Fish numbers plummet in warming Pacific
Independent Online Edition > Environment
Disappearance of plankton causes unprecedented collapse in sea and bird life
off western US coast
By Geoffrey Lean in San Francisco
Published: 13 November 2005
http://news.independent.co.uk/environment/article326752.ece
A catastrophic collapse in sea and bird life numbers along America's
Northwest Pacific seaboard is raising fears that global warming is beginning
to irreparably damage the health of the oceans.
Scientists say a dramatic rise in the ocean temperature led to unprecedented
deaths of birds and fish this summer all along the coast from central
California to British Columbia in Canada.
The population of seabirds, such as cormorants, auklets and murres, and
fish, including salmon and rockfish, fell to record lows.
This ecological meltdown mirrors a similar development taking place
thousands of miles away in the North Sea, which The Independent on Sunday
first reported two years ago. Also caused by warming of the water, the
increase in temperatures there has driven the plankton that form the base of
the marine food chain hundreds of miles north, triggering a collapse in the
number of sand eels on which many birds and large fish feed and causing a
rapid decline in puffins, razorbills, kittiwakes and other birds.
The collapses in the Pacific are also down to the disappearance of plankton,
though the immediate cause for this is different. Normally, winds blow south
along the coast in spring and summer, pushing warmer surface waters away
from the shore and allowing colder water that is rich in nutrients to well
up from the sea bottom, feeding the microscopic plants called phytoplankton.
These are eaten by zooplankton, tiny animals that in turn feed fish,
seabirds and marine mammals.
But this year the winds were extraordinarily weak and the cold water did not
well up in spring as usual. Water temperatures soared to 7C above normal,
which delighted bathers but caused the whole delicate system to collapse.
The amount of phytoplankton crashed to a quarter of its usual level.

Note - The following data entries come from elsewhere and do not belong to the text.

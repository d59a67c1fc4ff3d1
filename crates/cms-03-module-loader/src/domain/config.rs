//! Loader configuration with validation.

use std::path::PathBuf;
use std::time::Duration;

/// Default bound on one `initialize()` call.
pub const DEFAULT_INIT_TIMEOUT: Duration = Duration::from_secs(5);

/// Module loader configuration
#[derive(Debug, Clone, PartialEq, Eq)]
pub struct LoaderConfig {
    /// Folder holding one subfolder per plugin
    pub plugins_dir: PathBuf,
    /// Bound on the sandboxed rehearsal
    pub health_check_timeout: Duration,
    /// Bound on the live `initialize()`
    pub init_timeout: Duration,
}

impl Default for LoaderConfig {
    fn default() -> Self {
        Self {
            plugins_dir: PathBuf::from("plugins"),
            health_check_timeout: DEFAULT_INIT_TIMEOUT,
            init_timeout: DEFAULT_INIT_TIMEOUT,
        }
    }
}

impl LoaderConfig {
    /// Config scanning `plugins_dir` with default timeouts.
    pub fn new(plugins_dir: impl Into<PathBuf>) -> Self {
        Self {
            plugins_dir: plugins_dir.into(),
            ..Self::default()
        }
    }

    /// Override both timeouts.
    pub fn with_timeout(mut self, timeout: Duration) -> Self {
        self.health_check_timeout = timeout;
        self.init_timeout = timeout;
        self
    }

    /// Validate configuration
    pub fn validate(&self) -> Result<(), String> {
        if self.health_check_timeout.is_zero() {
            return Err("health_check_timeout must be non-zero".into());
        }
        if self.init_timeout.is_zero() {
            return Err("init_timeout must be non-zero".into());
        }
        Ok(())
    }
}
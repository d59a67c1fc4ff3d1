//! # Module Loader (CMS-03)
//!
//! Discovers third-party plugins, rehearses each one against a stub kernel,
//! and only then lets it initialize against the real kernel.
//!
//! ## Architecture
//!
//! - **Domain Layer** (`domain/`): manifests, loader config, errors, run reports
//! - **Ports Layer** (`ports/`): the plugin contract and the plugin source
//! - **Service Layer** (`service.rs`): discovery and the two-pass load run
//! - **Adapters** (`adapters/`): compiled-in plugin catalog, heartbeat listener,
//!   the identity-pinned kernel handle live plugins receive
//! - **Sandbox** (`sandbox.rs`): read-only file access confined to the plugin folder
//! - **Stub Kernel** (`stub_kernel.rs`): the rehearsal target
//!
//! ## Health Check Contract
//!
//! During rehearsal, `initialize()` must call the kernel at least once, and
//! every call must carry:
//!
//! - its own `moduleName`
//! - `moduleType: community`
//! - a reply
//!
//! A plugin that breaks the contract is deactivated with the reason recorded
//! and never touches the real kernel. Registrations are held to the same
//! identity: own `moduleName`, `moduleType: community`.

pub mod adapters;
pub mod domain;
pub mod ports;
pub mod sandbox;
pub mod service;
pub mod stub_kernel;

// Re-export public API
pub use adapters::bus::{register_heartbeat_listener, LOADER_MODULE};
pub use adapters::catalog::StaticPluginLoader;
pub use adapters::plugin_kernel::PluginKernel;
pub use domain::config::{LoaderConfig, DEFAULT_INIT_TIMEOUT};
pub use domain::errors::{is_meltdown_error, HealthCheckError, LoaderError, MELTDOWN_ERROR_PREFIX};
pub use domain::manifest::{is_reserved_module_name, PluginManifest, MANIFEST_FILE, RESERVED_MODULE_NAMES};
pub use domain::report::{DiscoveryReport, LoadOutcome, LoadPass, LoadReport, SkipReason};
pub use ports::outbound::{InitContext, Plugin, PluginError, PluginLoader};
pub use sandbox::{Sandbox, SandboxError};
pub use service::ModuleLoader;
pub use stub_kernel::StubKernel;
//! # Load Reports
//!
//! What one discovery or load run did, per module.

use std::path::PathBuf;

/// Which pass a module was handled in.
#[derive(Debug, Clone, Copy, PartialEq, Eq)]
pub enum LoadPass {
    /// Pass 1: every active entry.
    Initial,
    /// Pass 2: inactive entries carrying a `last_error`.
    Retry,
}

/// Result for one module.
#[derive(Debug, Clone, PartialEq, Eq)]
pub enum LoadOutcome {
    /// Passed both phases; error cleared.
    Loaded,
    /// Passed on the retry pass; active again.
    Reactivated,
    /// Not admitted. Normally also recorded as `last_error`, unless the
    /// registry write itself failed.
    Failed(String),
    /// Registry untouched.
    Skipped(SkipReason),
}

/// Why a module was not attempted.
#[derive(Debug, Clone, PartialEq, Eq)]
pub enum SkipReason {
    /// The plugin folder is gone.
    SourceMissing,
    /// The module is in meltdown; only an explicit reactivation plus restart brings it back.
    Meltdown,
    /// The name belongs to a core module.
    ReservedName,
}

/// Per-module outcomes of one `load_all` run, in processing order.
#[derive(Debug, Clone, Default, PartialEq, Eq)]
pub struct LoadReport {
    pub outcomes: Vec<(String, LoadPass, LoadOutcome)>,
}

impl LoadReport {
    pub(crate) fn record(&mut self, module: &str, pass: LoadPass, outcome: LoadOutcome) {
        self.outcomes.push((module.to_string(), pass, outcome));
    }

    /// Modules live after this run (loaded or reactivated).
    pub fn live(&self) -> Vec<&str> {
        self.names(|o| matches!(o, LoadOutcome::Loaded | LoadOutcome::Reactivated))
    }

    /// Modules reactivated by the retry pass.
    pub fn reactivated(&self) -> Vec<&str> {
        self.names(|o| matches!(o, LoadOutcome::Reactivated))
    }

    /// Modules deactivated by this run.
    pub fn failed(&self) -> Vec<&str> {
        self.names(|o| matches!(o, LoadOutcome::Failed(_)))
    }

    /// Modules skipped without registry changes.
    pub fn skipped(&self) -> Vec<&str> {
        self.names(|o| matches!(o, LoadOutcome::Skipped(_)))
    }

    /// Outcome for `module`, last one wins.
    pub fn outcome(&self, module: &str) -> Option<&LoadOutcome> {
        self.outcomes
            .iter()
            .rev()
            .find(|(name, _, _)| name == module)
            .map(|(_, _, outcome)| outcome)
    }

    fn names(&self, keep: impl Fn(&LoadOutcome) -> bool) -> Vec<&str> {
        self.outcomes
            .iter()
            .filter(|(_, _, outcome)| keep(outcome))
            .map(|(name, _, _)| name.as_str())
            .collect()
    }
}

/// What a discovery scan found.
#[derive(Debug, Clone, Default, PartialEq, Eq)]
pub struct DiscoveryReport {
    /// Every plugin with a valid manifest, sorted.
    pub discovered: Vec<String>,
    /// Newly inserted into the registry.
    pub registered: Vec<String>,
    /// Folders whose manifest could not be used.
    pub invalid: Vec<(PathBuf, String)>,
}
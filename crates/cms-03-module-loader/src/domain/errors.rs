//! # Loader Errors
//!
//! The `Display` text of a [`LoaderError`] is what lands in the registry's
//! `last_error` column, so it is written for operators.

use cms_01_capability_tokens::IssueError;
use cms_02_module_registry::RegistryError;
use shared_types::{MeltdownReason, ModuleType};
use std::path::PathBuf;
use std::time::Duration;
use thiserror::Error;

/// Prefix of a `last_error` recorded for a breaker trip.
pub const MELTDOWN_ERROR_PREFIX: &str = "meltdown:";

/// Whether a registry `last_error` records a breaker trip. Such modules come
/// back only through explicit reactivation.
pub fn is_meltdown_error(last_error: &str) -> bool {
    last_error.starts_with(MELTDOWN_ERROR_PREFIX)
}

/// Why a plugin failed its rehearsal against the stub kernel.
#[derive(Debug, Clone, Error, PartialEq, Eq)]
pub enum HealthCheckError {
    /// `initialize()` returned without calling the kernel
    #[error("health check failed: initialize() never called the kernel")]
    NoCalls,

    /// A kernel call was made without a reply
    #[error("health check failed: kernel called without a reply callback")]
    MissingReply,

    /// A kernel call was made without a valid `moduleName`
    #[error("health check failed: kernel called without a valid moduleName")]
    MissingModuleName,

    /// A kernel call claimed another module's identity
    #[error("health check failed: called as {found:?}, expected {expected:?}")]
    ForeignIdentity { expected: String, found: String },

    /// A kernel call did not declare `moduleType: community`
    #[error("health check failed: moduleType was {found:?}, expected community")]
    WrongModuleType { found: Option<ModuleType> },

    /// `initialize()` returned an error
    #[error("health check failed: initialize() returned an error: {0}")]
    InitFailed(String),

    /// `initialize()` panicked
    #[error("health check failed: initialize() panicked: {0}")]
    Panicked(String),

    /// `initialize()` did not finish in time
    #[error("health check failed: initialize() did not finish within {0:?}")]
    TimedOut(Duration),
}

/// Errors from discovering or loading plugins.
#[derive(Debug, Clone, Error, PartialEq, Eq)]
pub enum LoaderError {
    /// Invalid loader configuration
    #[error("invalid loader configuration: {0}")]
    Config(String),

    /// `moduleInfo.json` missing fields or not JSON
    #[error("invalid plugin manifest {}: {reason}", path.display())]
    Manifest { path: PathBuf, reason: String },

    /// No plugin code is available for the module
    #[error("no plugin code available for {0}")]
    UnknownPlugin(String),

    /// The plugin directory could not be opened for sandboxing
    #[error("plugin directory unavailable: {0}")]
    Sandbox(String),

    /// Sandboxed rehearsal failed
    #[error(transparent)]
    HealthCheck(#[from] HealthCheckError),

    /// Live `initialize()` failed
    #[error("initialization failed: {0}")]
    InitFailed(String),

    /// The module's breaker tripped
    #[error("meltdown: {0}")]
    Meltdown(MeltdownReason),

    /// Registry access failed
    #[error(transparent)]
    Registry(#[from] RegistryError),

    /// Token issuance failed
    #[error("token issuance failed: {0}")]
    Token(#[from] IssueError),

    /// Filesystem failure during discovery
    #[error("plugin directory I/O error: {0}")]
    Io(String),
}

impl From<std::io::Error> for LoaderError {
    fn from(error: std::io::Error) -> Self {
        LoaderError::Io(error.to_string())
    }
}
//! # Registry Errors

use shared_types::BusError;
use std::path::PathBuf;
use thiserror::Error;

/// Errors from registry operations.
#[derive(Debug, Clone, Error, PartialEq, Eq)]
pub enum RegistryError {
    /// No entry for the module
    #[error("Module not registered: {0}")]
    NotFound(String),

    /// An entry for the module already exists
    #[error("Module already registered: {0}")]
    AlreadyExists(String),

    /// The module name is not a valid identity
    #[error("Invalid module name: {0:?}")]
    InvalidModuleName(String),

    /// The registry file is held by another process
    #[error("Registry file already in use ({})", path.display())]
    Locked { path: PathBuf },

    /// The registry file could not be parsed
    #[error("Registry file is corrupt: {0}")]
    Corrupt(String),

    /// Filesystem failure
    #[error("Registry I/O error: {0}")]
    Io(String),

    /// A call through the kernel failed
    #[error("Registry call failed: {0}")]
    Bus(BusError),
}

impl From<std::io::Error> for RegistryError {
    fn from(error: std::io::Error) -> Self {
        RegistryError::Io(error.to_string())
    }
}

impl From<BusError> for RegistryError {
    fn from(error: BusError) -> Self {
        match error {
            BusError::NotFound(name) => RegistryError::NotFound(name),
            BusError::Conflict(name) => RegistryError::AlreadyExists(name),
            other => RegistryError::Bus(other),
        }
    }
}

impl From<RegistryError> for BusError {
    fn from(error: RegistryError) -> Self {
        match error {
            RegistryError::NotFound(name) => BusError::NotFound(name),
            RegistryError::AlreadyExists(name) => BusError::Conflict(name),
            RegistryError::InvalidModuleName(_) => BusError::MalformedBody(error.to_string()),
            RegistryError::Bus(inner) => inner,
            RegistryError::Locked { .. } | RegistryError::Corrupt(_) | RegistryError::Io(_) => {
                BusError::Handler(error.to_string())
            }
        }
    }
}
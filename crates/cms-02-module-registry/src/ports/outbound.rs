//! # Outbound Ports (Driven Ports)
//!
//! The storage backend is an external collaborator.
//!
//! Production: `JsonFileRegistryStore`
//! Testing: `InMemoryRegistryStore`

use crate::domain::errors::RegistryError;
use shared_types::ModuleRegistryEntry;

/// Keyed persistence of registry entries.
pub trait RegistryStore: Send + Sync {
    /// Entry for `module_name`.
    fn get(&self, module_name: &str) -> Result<Option<ModuleRegistryEntry>, RegistryError>;

    /// Every entry, sorted by module name.
    fn list(&self) -> Result<Vec<ModuleRegistryEntry>, RegistryError>;

    /// Add a new entry.
    ///
    /// # Errors
    /// * `RegistryError::AlreadyExists` - an entry with that name exists
    fn insert(&mut self, entry: ModuleRegistryEntry) -> Result<(), RegistryError>;

    /// Overwrite an existing entry.
    ///
    /// # Errors
    /// * `RegistryError::NotFound` - no entry with that name
    fn replace(&mut self, entry: ModuleRegistryEntry) -> Result<(), RegistryError>;
}

/// Backend chosen at runtime from configuration.
impl RegistryStore for Box<dyn RegistryStore> {
    fn get(&self, module_name: &str) -> Result<Option<ModuleRegistryEntry>, RegistryError> {
        (**self).get(module_name)
    }

    fn list(&self) -> Result<Vec<ModuleRegistryEntry>, RegistryError> {
        (**self).list()
    }

    fn insert(&mut self, entry: ModuleRegistryEntry) -> Result<(), RegistryError> {
        (**self).insert(entry)
    }

    fn replace(&mut self, entry: ModuleRegistryEntry) -> Result<(), RegistryError> {
        (**self).replace(entry)
    }
}
//! # Bundled Plugins
//!
//! Community plugins compiled into this binary. Their folders (manifest and
//! assets) still live under the plugins directory and are discovered like
//! any other.

use async_trait::async_trait;
use cms_03_module_loader::{InitContext, Plugin, PluginError, StaticPluginLoader};
use serde_json::{json, Value};
use shared_bus::{EventName, Reply};
use shared_types::{ModuleType, Payload};
use std::sync::Arc;
use tracing::debug;

pub const GALLERY_MODULE: &str = "gallery";

/// Album list file inside the gallery folder.
pub const GALLERY_ALBUMS_FILE: &str = "albums.json";

/// Serves the album list shipped in its folder on `gallery.listAlbums`.
#[derive(Debug, Default)]
pub struct GalleryPlugin;

#[async_trait]
impl Plugin for GalleryPlugin {
    async fn initialize(&self, ctx: InitContext) -> Result<(), PluginError> {
        let albums: Value = if ctx.sandbox.exists(GALLERY_ALBUMS_FILE) {
            let raw = ctx
                .sandbox
                .read_to_string(GALLERY_ALBUMS_FILE)
                .map_err(|e| PluginError::new(e.to_string()))?;
            serde_json::from_str(&raw).map_err(|e| PluginError::new(format!("bad {GALLERY_ALBUMS_FILE}: {e}")))?
        } else {
            json!([])
        };

        ctx.kernel.on(
            EventName::custom("gallery.listAlbums"),
            &ctx.module_name,
            ModuleType::Community,
            Arc::new(move |_: Payload, reply: Reply| {
                reply.ok(albums.clone());
            }),
        );

        let mut payload = Payload::from_module(ctx.module_name.clone(), ModuleType::Community);
        if let Some(jwt) = &ctx.jwt {
            payload = payload.with_token(jwt.clone());
        }
        let (reply, receiver) = Reply::channel();
        ctx.kernel.emit(EventName::ModuleHeartbeat, payload, reply);
        receiver
            .recv()
            .await
            .map_err(|e| PluginError::new(format!("heartbeat failed: {e}")))?;

        debug!(module = %ctx.module_name, "Gallery initialized");
        Ok(())
    }
}

/// Catalog of every bundled plugin.
pub fn bundled_plugins() -> StaticPluginLoader {
    let catalog = StaticPluginLoader::new();
    catalog.register(GALLERY_MODULE, || Arc::new(GalleryPlugin) as Arc<dyn Plugin>);
    catalog
}
//! # CMS Runtime
//!
//! Wires the trust kernel and the core modules into one process.
//!
//! ## Modules
//!
//! - `config` - environment-driven configuration and production checks
//! - `bootstrap` - core service tokens over the `skipJWT` path
//! - `plugins` - community plugins compiled into the binary
//! - `runtime` - construction order, startup and shutdown
//!
//! ## Core Modules
//!
//! | Module name | Crate | Listens on |
//! |-------------|-------|------------|
//! | `capabilityTokens` | cms-01 | `issueModuleToken`, `issueUserToken`, `issuePublicToken`, `verifyToken` |
//! | `databaseManager` | cms-02 | `registrySelect`, `registryInsert`, `registryUpdate`, `reactivateModule` |
//! | `moduleLoader` | cms-03 | `moduleHeartbeat` |

pub mod bootstrap;
pub mod config;
pub mod plugins;
pub mod runtime;

pub use bootstrap::{bootstrap_module_token, BOOTSTRAP_MODULES};
pub use config::{ConfigError, RegistryConfig, RuntimeConfig, SecurityConfig, TokenTtlConfig};
pub use plugins::{bundled_plugins, GalleryPlugin, GALLERY_MODULE};
pub use runtime::CmsRuntime;
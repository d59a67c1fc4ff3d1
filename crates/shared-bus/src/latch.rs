//! # Meltdown Latch
//!
//! Per-module breaker state.
//!
//! ## Security Design
//!
//! - Monotonic: once a module is tripped it stays tripped for the life of the
//!   latch. There is no reset operation.
//! - The first reason wins; later trips of the same module are no-ops.
//! - Reads take a shared lock so the check at the top of every `emit` never
//!   waits on other readers.

use chrono::{DateTime, Utc};
use parking_lot::RwLock;
use shared_types::MeltdownReason;
use std::collections::HashMap;

/// Why and when a module was tripped.
#[derive(Debug, Clone, PartialEq, Eq)]
pub struct MeltdownRecord {
    pub reason: MeltdownReason,
    pub tripped_at: DateTime<Utc>,
}

/// Monotonic `moduleName -> tripped` map.
#[derive(Debug, Default)]
pub struct MeltdownLatch {
    tripped: RwLock<HashMap<String, MeltdownRecord>>,
}

impl MeltdownLatch {
    /// Create an empty latch.
    #[must_use]
    pub fn new() -> Self {
        Self::default()
    }

    /// Trip `module_name`. Returns `true` if this call tripped it.
    pub fn trip(&self, module_name: &str, reason: MeltdownReason) -> bool {
        let mut tripped = self.tripped.write();
        if tripped.contains_key(module_name) {
            return false;
        }
        tripped.insert(
            module_name.to_string(),
            MeltdownRecord {
                reason,
                tripped_at: Utc::now(),
            },
        );
        true
    }

    /// Whether `module_name` is tripped.
    #[must_use]
    pub fn is_tripped(&self, module_name: &str) -> bool {
        self.tripped.read().contains_key(module_name)
    }

    /// The record for `module_name`, if tripped.
    #[must_use]
    pub fn record(&self, module_name: &str) -> Option<MeltdownRecord> {
        self.tripped.read().get(module_name).cloned()
    }

    /// Every tripped module, sorted by name.
    #[must_use]
    pub fn snapshot(&self) -> Vec<(String, MeltdownRecord)> {
        let mut all: Vec<_> = self
            .tripped
            .read()
            .iter()
            .map(|(name, record)| (name.clone(), record.clone()))
            .collect();
        all.sort_by(|a, b| a.0.cmp(&b.0));
        all
    }

    /// Number of tripped modules.
    #[must_use]
    pub fn len(&self) -> usize {
        self.tripped.read().len()
    }

    /// No module tripped.
    #[must_use]
    pub fn is_empty(&self) -> bool {
        self.tripped.read().is_empty()
    }
}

"In 50 years this has never happened," said Bill Peterson, an oceanographer
with the US government's National Oceanic and Atmospheric Administration,
NOAA, in Newport, Oregon.
Record numbers of dead seabirds soon washed up on beaches along the coast.
There were up to 80 times more dead Brandt's cormorants, a fishing bird,
than in previous years.
Tests showed the birds died of starvation. "They are not finding enough
food, and so they use up the energy stored in their muscles, liver and body
fat," said Hannah Nevins, who investigated similar mass deaths in Monterey
Bay.
Many fear the ecological collapse is a portent of things to come, as the
world heats up. A Canadian Government report noted that ocean temperatures
off British Colombia reached record levels last year as well, blaming
"general warming of global lands and oceans". And Professor Ronald Neilson,
of Oregon State University, added: "The oceans are generally warming up and
there are all sorts of signs that something strange is afoot."